Ingredient scaling: Adjust recipes easily for different serving sizes.
Offline access: Use recipes and grocery lists without needing internet.

Cons:
Manual transfer of ideas: Recipes have to be manually copied into the Notes app — adding friction to planning.
No integration with grocery lists: Ingredients aren’t automatically added to shopping workflows.
Decision fatigue: With so many good options, it can be overwhelming to choose quickly, especially when rushed.
No dynamic meal tracking: There’s no system for tracking which meals have already been planned vs. which are still just ideas.
Limited "batch planning" flow: It’s optimized for browsing one recipe at a time — not building an entire week of meals in one go.

Mealime is a meal planning app focused on fast meal selection and automatic grocery list creation.

Pros:
Quick meal planning + grocery sync: Instantly builds grocery lists from meal picks.
Personalization filters: Easily adjust for vegan, keto, gluten-free, etc.
Beginner-friendly, fast recipes: Meals ready in around 30 minutes.

Cons:
Limited recipe variety: Selections can feel repetitive over time.
Functional but cold: Focuses on efficiency, not the joy of food or cooking.
Built for individuals: Doesn’t feel designed for families or collaborative meal planning.

Yummly is a visually-driven recipe discovery app that personalizes suggestions based on user preferences.

Pros:
Beautiful, inspiring recipe discovery: Highly visual and motivating to browse.
Smart filtering: Tailors suggestions to dietary needs, time, and cuisine types.
Ingredient-based grocery lists: Add recipe ingredients directly to shopping lists.

Cons:
Cluttered free version: Ads and upsells interrupt the browsing experience.
Passive experience: Focused on browsing, not actual meal planning or action.
Weak link to planning: No easy way to turn recipes into an organized meal plan.

Opportunity

Current apps solve parts of the problem — but none evolve with how people’s lives are changing.
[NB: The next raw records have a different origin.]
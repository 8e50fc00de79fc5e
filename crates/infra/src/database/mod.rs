//! SQLite implementations of the core persistence ports

pub mod calendar_account_repository;
pub mod calendar_event_repository;
pub mod holiday_repository;
pub mod manager;
pub mod meal_plan_repository;
pub mod reminder_repository;
pub(crate) mod support;
pub mod user_repository;

pub use calendar_account_repository::SqliteCalendarAccountRepository;
pub use calendar_event_repository::SqliteCalendarEventRepository;
pub use holiday_repository::SqliteHolidayRepository;
pub use manager::DbManager;
pub use meal_plan_repository::SqliteMealPlanRepository;
pub use reminder_repository::{OutboxEntry, SqliteNotificationOutbox, SqliteReminderRepository};
pub use user_repository::SqliteUserRepository;
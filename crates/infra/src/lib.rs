//! # Hearth Infrastructure
//!
//! Infrastructure implementations of core domain ports.
//!
//! This crate contains:
//! - SQLite repositories and migrations
//! - The shared HTTP client
//! - Provider integrations (Google, iCloud CalDAV, Spoonacular, Calendarific)
//! - Configuration loading and the cron scheduler
//!
//! ## Architecture
//! - Implements traits defined in `hearth-core`
//! - Depends on `hearth-common`, `hearth-domain` and `hearth-core`
//! - Contains all "impure" code (I/O, network, clocks)

pub mod config;
pub mod crypto;
pub mod database;
pub mod errors;
pub mod http;
pub mod integrations;
pub mod scheduling;

// Re-export commonly used items
pub use crypto::AesSecretCipher;
pub use database::*;
pub use errors::InfraError;
pub use http::{HttpClient, HttpClientBuilder};
pub use integrations::*;
pub use scheduling::{build_job_scheduler, CronScheduler, JobServices, SchedulerError};
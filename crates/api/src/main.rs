//! Hearth - household calendar, holiday and meal planning backend
//!
//! Loads configuration, wires the application context and runs the
//! background jobs until interrupted.

use anyhow::Context;
use hearth_api::utils::logging::init_tracing;
use hearth_api::AppContext;
use hearth_infra::config;
use tracing::{info, warn};

#[tokio::main]
async fn main() -> anyhow::Result<()> {
    // Environment first so RUST_LOG from .env applies to the subscriber
    let dotenv = dotenvy::dotenv();
    init_tracing();

    match dotenv {
        Ok(path) => info!(path = %path.display(), "Loaded .env"),
        Err(e) => warn!(error = %e, "Could not load .env file"),
    }

    let config = config::load().context("failed to load configuration")?;
    let context = AppContext::new(config).await.context("failed to initialise application")?;

    let health = context.health_check().await;
    if health.is_healthy {
        info!(score = health.score, "Startup health check passed");
    } else {
        for component in health.components.iter().filter(|c| !c.is_healthy) {
            warn!(
                component = %component.name,
                message = component.message.as_deref().unwrap_or_default(),
                "Component unhealthy at startup"
            );
        }
    }

    let scheduled = context.start_scheduler().await.context("failed to start scheduler")?;
    info!(scheduled, "Hearth running; press Ctrl+C to stop");

    tokio::signal::ctrl_c().await.context("failed to listen for shutdown signal")?;
    info!("Shutdown signal received");

    context.shutdown().await.context("failed to stop background jobs")?;
    info!("Hearth stopped");
    Ok(())
}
People no longer just need manual lists, inspiration, or basic filters. In a world moving faster, where personalization and AI are becoming expectations, meal planning should feel more like a conversation — not a chore.

1. Dynamic Meal Planning, Not Static Lists
Today’s apps treat meals as static choices. Future users will expect a dynamic, context-aware system:
-Adjust meal plans based on time available each day.
-Swap ingredients based on grocery store inventory.
-Suggest meal adjustments if preferences or needs change (e.g., unexpected guest, mood shifts, seasonality).

2. AI-Powered Meal Personalization
Instead of browsing 300 recipes manually:
-Conversational AI ("I'm feeling lazy today" → recommends a 15-min meal)
-Mood-based planning ("I want something cozy and spicy")
-Auto-suggested weekly plans based on past eating behavior, dietary goals, grocery habits, and family schedules.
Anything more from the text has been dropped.